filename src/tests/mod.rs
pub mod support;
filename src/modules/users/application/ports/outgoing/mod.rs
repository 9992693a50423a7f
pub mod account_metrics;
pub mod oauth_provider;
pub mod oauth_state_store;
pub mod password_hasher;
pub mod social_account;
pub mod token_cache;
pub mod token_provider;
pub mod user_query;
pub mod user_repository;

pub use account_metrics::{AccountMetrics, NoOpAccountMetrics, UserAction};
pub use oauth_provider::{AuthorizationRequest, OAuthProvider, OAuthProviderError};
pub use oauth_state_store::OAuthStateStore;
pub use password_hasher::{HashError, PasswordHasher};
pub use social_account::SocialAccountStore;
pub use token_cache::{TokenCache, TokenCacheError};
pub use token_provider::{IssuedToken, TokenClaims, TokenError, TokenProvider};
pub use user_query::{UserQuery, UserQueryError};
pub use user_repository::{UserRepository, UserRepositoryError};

**What you need to do:** Take the records above and write each one out again exactly.

**Output for this exercise:**
filename src/tests/mod.rs
pub mod support;
filename src/modules/users/application/ports/outgoing/mod.rs
repository 9992693a50423a7f
pub mod account_metrics;
pub mod oauth_provider;
pub mod oauth_state_store;
pub mod password_hasher;
pub mod social_account;
pub mod token_cache;
pub mod token_provider;
pub mod user_query;
pub mod user_repository;

pub use account_metrics::{AccountMetrics, NoOpAccountMetrics, UserAction};
pub use oauth_provider::{AuthorizationRequest, OAuthProvider, OAuthProviderError};
pub use oauth_state_store::OAuthStateStore;
pub use password_hasher::{HashError, PasswordHasher};
pub use social_account::SocialAccountStore;
pub use token_cache::{TokenCache, TokenCacheError};
pub use token_provider::{IssuedToken, TokenClaims, TokenError, TokenProvider};
pub use user_query::{UserQuery, UserQueryError};
pub use user_repository::{UserRepository, UserRepositoryError};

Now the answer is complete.